Optimize CBlockHeader methods in messages.py

castarco commented 5 years ago

This commit optimizes the method calc_sha256 of CBlockHeader by caching expensive computations and avoiding storing intermediate results.

CPython does not properly optimize its bytecode output (this can be seen using dis.dis to "disassembly" the functions), so, just by avoiding consecutive "concatenate & assign" operations, we can save up to 100ns per call (using an iCore9, 8th gen). Of course, caching hash computations saves us more time.

Hopefully, this will help to decrease build times a little bit, it won't hurt though.

Signed-off-by: Andres Correa Casablanca andres@thirdhash.com

cornelius commented 5 years ago

Do you have numbers what effect this has on overall build/run/test times?

Would this be something which should also be sent upstream?

castarco commented 5 years ago

Do you have numbers what effect this has on overall build/run/test times?

Not a serious benchmark, but yes, I have numbers, I'll elaborate on them later, just focused on other stuff for now. Besides the time numbers, I can also present the disassembled code.

Would this be something which should also be sent upstream?

Yes, definitely.

cornelius commented 5 years ago

I agree that the code is nicer. The only caveat I see is that it might make syncing with upstream harder. That's why it would be ideal if the code would be upstream as well. For that it will need to have a real performance impact, prettier assembler code probably won't be a strong enough reason to do a change. That's why I asked for numbers. I think something qualitative to judge the impact would be enough.

castarco commented 5 years ago

I agree that the code is nicer. The only caveat I see is that it might make syncing with upstream harder. That's why it would be ideal if the code would be upstream as well. For that it will need to have a real performance impact, prettier assembler code probably won't be a strong enough reason to do a change. That's why I asked for numbers. I think something qualitative to judge the impact would be enough.

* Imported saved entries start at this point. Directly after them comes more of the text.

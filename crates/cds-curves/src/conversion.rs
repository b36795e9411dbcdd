//! Value type conversions for term structures.
//!
//! This module provides utilities for converting between different curve
//! representations:
//!
//! - Discount factors ↔ Zero rates
//! - Zero rates ↔ Forward rates
//! - Survival probabilities ↔ Hazard rates
//! - Compounding convention conversions
//!
//! # Mathematical Background
//!
//! ## Discount Factors and Zero Rates
//!
//! For continuous compounding:
//! - `P(t) = exp(-r(t) * t)`
//! - `r(t) = -ln(P(t)) / t`
//!
//! For periodic compounding (n times per year):
//! - `P(t) = (1 + r(t)/n)^(-n*t)`
//! - `r(t) = n * (P(t)^(-1/(n*t)) - 1)`
//!
//! ## Forward Rates
//!
//! The instantaneous forward rate is:
//! - `f(t) = -d/dt ln(P(t)) = r(t) + t * dr/dt`
//!
//! The forward rate from t1 to t2:
//! - `F(t1,t2) = (t2*r(t2) - t1*r(t1)) / (t2 - t1)` (continuous)
//!
//! ## Credit Curves
//!
//! For survival probability and hazard rate:
//! - `Q(t) = exp(-∫₀ᵗ h(s) ds)`
//! - `h(t) = -d/dt ln(Q(t))`

use crate::compounding::Compounding;

/// Value conversion utilities for term structures.
pub struct ValueConverter;

impl ValueConverter {
    // ========================================================================
    // Discount Factor ↔ Zero Rate conversions
    // ========================================================================

    /// Converts a discount factor to a zero rate.
    ///
    /// # Arguments
    ///
    /// * `df` - Discount factor (should be in (0, 1])
    /// * `t` - Time in years (must be > 0)
    /// * `compounding` - Compounding convention
    ///
    /// # Returns
    ///
    /// The zero rate as a decimal (e.g., 0.05 for 5%)
    ///
    /// # Example
    ///
    /// ```rust
    /// use cds_curves::ValueConverter;
    /// use cds_curves::Compounding;
    ///
    /// let df = 0.9512; // Discount factor
    /// let t = 1.0;     // 1 year
    /// let rate = ValueConverter::df_to_zero(df, t, Compounding::Continuous);
    /// assert!((rate - 0.05).abs() < 0.001); // ~5%
    /// ```
    #[must_use]
    pub fn df_to_zero(df: f64, t: f64, compounding: Compounding) -> f64 {
        if t <= 0.0 || df <= 0.0 {
            return 0.0;
        }

        match compounding {
            Compounding::Continuous => -df.ln() / t,
            Compounding::Simple => (1.0 / df - 1.0) / t,
            Compounding::Annual => df.powf(-1.0 / t) - 1.0,
            Compounding::SemiAnnual => {
                let n = 2.0;
                n * (df.powf(-1.0 / (n * t)) - 1.0)
            }
            Compounding::Quarterly => {
                let n = 4.0;
                n * (df.powf(-1.0 / (n * t)) - 1.0)
            }
            Compounding::Monthly => {
                let n = 12.0;
                n * (df.powf(-1.0 / (n * t)) - 1.0)
            }
            Compounding::Daily => {
                let n = 365.0;
                n * (df.powf(-1.0 / (n * t)) - 1.0)
            }
        }
    }

    /// Converts a zero rate to a discount factor.
    ///
    /// # Arguments
    ///
    /// * `rate` - Zero rate as a decimal (e.g., 0.05 for 5%)
    /// * `t` - Time in years
    /// * `compounding` - Compounding convention
    ///
    /// # Returns
    ///
    /// Discount factor in (0, 1]
    ///
    /// # Example
    ///
    /// ```rust
    /// use cds_curves::ValueConverter;
    /// use cds_curves::Compounding;
    ///
    /// let rate = 0.05; // 5%
    /// let t = 1.0;     // 1 year
    /// let df = ValueConverter::zero_to_df(rate, t, Compounding::Continuous);
    /// assert!((df - 0.9512).abs() < 0.001);
    /// ```
    #[must_use]
    pub fn zero_to_df(rate: f64, t: f64, compounding: Compounding) -> f64 {
        if t <= 0.0 {
            return 1.0;
        }

        match compounding {
            Compounding::Continuous => (-rate * t).exp(),
            Compounding::Simple => 1.0 / (1.0 + rate * t),
            Compounding::Annual => (1.0 + rate).powf(-t),
            Compounding::SemiAnnual => {
                let n = 2.0;
                (1.0 + rate / n).powf(-n * t)
            }
            Compounding::Quarterly => {
                let n = 4.0;
                (1.0 + rate / n).powf(-n * t)
            }
            Compounding::Monthly => {
                let n = 12.0;
                (1.0 + rate / n).powf(-n * t)
            }
            Compounding::Daily => {
                let n = 365.0;
                (1.0 + rate / n).powf(-n * t)
            }
        }
    }

    // ========================================================================
    // Compounding Convention conversions
    // ========================================================================

    /// Converts a rate from one compounding convention to another.
    ///
    /// # Arguments
    ///
    /// * `rate` - The rate to convert
    /// * `from` - Source compounding convention
    /// * `to` - Target compounding convention
    ///
    /// # Returns
    ///
    /// The equivalent rate under the target compounding convention.
    ///
    /// # Example
    ///
    /// ```rust
    /// use cds_curves::ValueConverter;
    /// use cds_curves::Compounding;
    ///
    /// let continuous_rate = 0.05;
    /// let annual_rate = ValueConverter::convert_compounding(
    ///     continuous_rate,
    ///     Compounding::Continuous,
    ///     Compounding::Annual,
    /// );
    /// assert!((annual_rate - 0.05127).abs() < 0.0001);
    /// ```
    #[must_use]
    pub fn convert_compounding(rate: f64, from: Compounding, to: Compounding) -> f64 {
        if from == to {
            return rate;
        }

        // Convert to continuous as intermediate step
        let continuous = Self::to_continuous(rate, from);

        // Convert from continuous to target
        Self::from_continuous(continuous, to)
    }

    /// Converts a rate to continuous compounding.
    #[must_use]
    fn to_continuous(rate: f64, compounding: Compounding) -> f64 {
        match compounding {
            Compounding::Continuous => rate,
            Compounding::Simple => {
                // For simple interest, approximation using 1-year period
                (1.0 + rate).ln()
            }
            Compounding::Annual => (1.0 + rate).ln(),
            Compounding::SemiAnnual => 2.0 * (1.0 + rate / 2.0).ln(),
            Compounding::Quarterly => 4.0 * (1.0 + rate / 4.0).ln(),
            Compounding::Monthly => 12.0 * (1.0 + rate / 12.0).ln(),
            Compounding::Daily => 365.0 * (1.0 + rate / 365.0).ln(),
        }
    }

    /// Converts from continuous compounding to another convention.
    #[must_use]
    fn from_continuous(continuous_rate: f64, to: Compounding) -> f64 {
        match to {
            Compounding::Continuous => continuous_rate,
            Compounding::Simple => continuous_rate.exp() - 1.0,
            Compounding::Annual => continuous_rate.exp() - 1.0,
            Compounding::SemiAnnual => 2.0 * ((continuous_rate / 2.0).exp() - 1.0),
            Compounding::Quarterly => 4.0 * ((continuous_rate / 4.0).exp() - 1.0),
            Compounding::Monthly => 12.0 * ((continuous_rate / 12.0).exp() - 1.0),
            Compounding::Daily => 365.0 * ((continuous_rate / 365.0).exp() - 1.0),
        }
    }

    // ========================================================================
    // Forward Rate calculations
    // ========================================================================

    /// Computes the instantaneous forward rate from zero rate and its derivative.
    ///
    /// The instantaneous forward rate is:
    /// `f(t) = r(t) + t * dr/dt`
    ///
    /// # Arguments
    ///
    /// * `zero_rate` - Zero rate at time t (continuously compounded)
    /// * `d_zero_dt` - Derivative of zero rate with respect to t
    /// * `t` - Time in years
    ///
    /// # Returns
    ///
    /// The instantaneous forward rate.
    #[must_use]
    pub fn instantaneous_forward(zero_rate: f64, d_zero_dt: f64, t: f64) -> f64 {
        zero_rate + t * d_zero_dt
    }

    /// Computes the forward rate between two times from zero rates.
    ///
    /// For continuously compounded zero rates:
    /// `F(t1,t2) = (t2*r(t2) - t1*r(t1)) / (t2 - t1)`
    ///
    /// # Arguments
    ///
    /// * `zero1` - Zero rate at t1 (continuously compounded)
    /// * `zero2` - Zero rate at t2 (continuously compounded)
    /// * `t1` - Start time
    /// * `t2` - End time
    ///
    /// # Returns
    ///
    /// The forward rate from t1 to t2.
    #[must_use]
    pub fn forward_rate_from_zeros(zero1: f64, zero2: f64, t1: f64, t2: f64) -> f64 {
        if (t2 - t1).abs() < 1e-10 {
            return zero2; // Degenerate case
        }
        (t2 * zero2 - t1 * zero1) / (t2 - t1)
    }

    /// Computes the forward rate between two times from discount factors.
    ///
    /// `F(t1,t2) = ln(P(t1)/P(t2)) / (t2 - t1)`
    ///
    /// # Arguments
    ///
    /// * `df1` - Discount factor at t1
    /// * `df2` - Discount factor at t2
    /// * `t1` - Start time
    /// * `t2` - End time
    /// * `compounding` - Compounding convention for the result
    ///
    /// # Returns
    ///
    /// The forward rate from t1 to t2.
    #[must_use]
    pub fn forward_rate_from_dfs(
        df1: f64,
        df2: f64,
        t1: f64,
        t2: f64,
        compounding: Compounding,
    ) -> f64 {
        let dt = t2 - t1;
        if dt.abs() < 1e-10 || df2 <= 0.0 {
            return 0.0;
        }

        let ratio = df1 / df2;

        match compounding {
            Compounding::Continuous => ratio.ln() / dt,
            Compounding::Simple => (ratio - 1.0) / dt,
            _ => {
                // For periodic compounding, convert to continuous then back
                let cont_fwd = ratio.ln() / dt;
                Self::from_continuous(cont_fwd, compounding)
            }
        }
    }

    // ========================================================================
    // Credit Curve conversions
    // ========================================================================

    /// Computes hazard rate from survival probability and its derivative.
    ///
    /// `h(t) = -d/dt ln(Q(t)) = -Q'(t) / Q(t)`
    ///
    /// # Arguments
    ///
    /// * `survival_prob` - Survival probability Q(t)
    /// * `d_survival_dt` - Derivative of survival probability
    ///
    /// # Returns
    ///
    /// The hazard rate (instantaneous default intensity).
    #[must_use]
    pub fn survival_to_hazard(survival_prob: f64, d_survival_dt: f64) -> f64 {
        if survival_prob <= 0.0 {
            return 0.0;
        }
        -d_survival_dt / survival_prob
    }

    /// Computes survival probability from constant hazard rate.
    ///
    /// For constant hazard rate h:
    /// `Q(t) = exp(-h * t)`
    ///
    /// # Arguments
    ///
    /// * `hazard_rate` - Constant hazard rate
    /// * `t` - Time in years
    ///
    /// # Returns
    ///
    /// The survival probability.
    #[must_use]
    pub fn hazard_to_survival(hazard_rate: f64, t: f64) -> f64 {
        (-hazard_rate * t).exp()
    }

    /// Computes implied hazard rate from survival probability.
    ///
    /// For constant hazard rate:
    /// `h = -ln(Q(t)) / t`
    ///
    /// # Arguments
    ///
    /// * `survival_prob` - Survival probability at time t
    /// * `t` - Time in years
    ///
    /// # Returns
    ///
    /// The implied constant hazard rate.
    #[must_use]
    pub fn implied_hazard_rate(survival_prob: f64, t: f64) -> f64 {
        if t <= 0.0 || survival_prob <= 0.0 {
            return 0.0;
        }
        -survival_prob.ln() / t
    }

    /// Computes risky discount factor from risk-free DF and survival probability.
    ///
    /// The risky discount factor combines time value and credit risk:
    /// `P_risky(t) = P(t) * Q(t)`
    ///
    /// For recovery:
    /// `P_risky(t) = P(t) * [Q(t) + (1 - Q(t)) * R]`
    ///
    /// # Arguments
    ///
    /// * `df` - Risk-free discount factor
    /// * `survival_prob` - Survival probability
    /// * `recovery` - Recovery rate (typically 0.40)
    ///
    /// # Returns
    ///
    /// The risky discount factor.
    #[must_use]
    pub fn risky_discount_factor(df: f64, survival_prob: f64, recovery: f64) -> f64 {
        df * (survival_prob + (1.0 - survival_prob) * recovery)
    }
}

Ok, I'll split this PR into two this night, to separate the hash calculation caching from the other changes with less obvious advantages. I'll try to provide better data on why they are convenient too.

I have other nice improvements in mind too, also easy to support with data.

castarco commented 5 years ago

Rebased, reduced the scope of this PR.

castarco commented 5 years ago

The improvement will be minimal, but I see no reason to condition its integration on how big is its impact. There are more reasons besides performance: cleaner code & having better code as example (because people tend to copy code, replicating the bad & the good stuff). In fact, messages.py is clearly the result of a ton of copy&paste "work".

Although I understand that that we condition merging it on having the same patch applied to Bitcoin.

Here I write the results of a micro-benchmark showing the times for three variants (f1 is the proposed one, I removed a conditional to see the change effects in the micro-benchmark loop).

In [18]: def f1(self):
    ...:     r_hash = hash256(
    ...:         struct.pack("<i", self.nVersion) +
    ...:         ser_uint256(self.hashPrevBlock) +
    ...:         ser_uint256(self.hashMerkleRoot) +
    ...:         ser_uint256(self.hash_witness_merkle_root) +
    ...:         struct.pack("<I", self.nTime) +
    ...:         struct.pack("<I", self.nBits) +
    ...:         struct.pack("<I", self.nNonce)
    ...:     )
    ...:     self.sha256 = uint256_from_str(r_hash)
    ...:     self.hash = encode(r_hash[::-1], 'hex_codec').decode('ascii')

In [31]: def f2(self):
    ...:     r = (
    ...:         struct.pack("<i", self.nVersion) +
    ...:         ser_uint256(self.hashPrevBlock) +
    ...:         ser_uint256(self.hashMerkleRoot) +
    ...:         ser_uint256(self.hash_witness_merkle_root) +
    ...:         struct.pack("<I", self.nTime) +
    ...:         struct.pack("<I", self.nBits) +
    ...:         struct.pack("<I", self.nNonce)
    ...:     )
    ...:     self.sha256 = uint256_from_str(hash256(r))
    ...:     self.hash = encode(hash256(r)[::-1], 'hex_codec').decode('ascii')

In [32]: def f3(self):
    ...:     r = b''
    ...:     r += struct.pack("<i", self.nVersion)
    ...:     r += ser_uint256(self.hashPrevBlock)
    ...:     r += ser_uint256(self.hashMerkleRoot)
    ...:     r += ser_uint256(self.hash_witness_merkle_root)
    ...:     r += struct.pack("<I", self.nTime)
    ...:     r += struct.pack("<I", self.nBits)
    ...:     r += struct.pack("<I", self.nNonce)
    ...:     self.sha256 = uint256_from_str(hash256(r))
    ...:     self.hash = encode(hash256(r)[::-1], 'hex_codec').decode('ascii')
    ...:     

In [33]: %timeit f3(h)
100000 loops, best of 3: 16.8 µs per loop

In [34]: %timeit f2(h)
100000 loops, best of 3: 16.2 µs per loop

In [35]: %timeit f1(h)
100000 loops, best of 3: 14.5 µs per loop

The respective number of bytecode opcodes is 130 for f1, 134 for f2, and 166 for f3.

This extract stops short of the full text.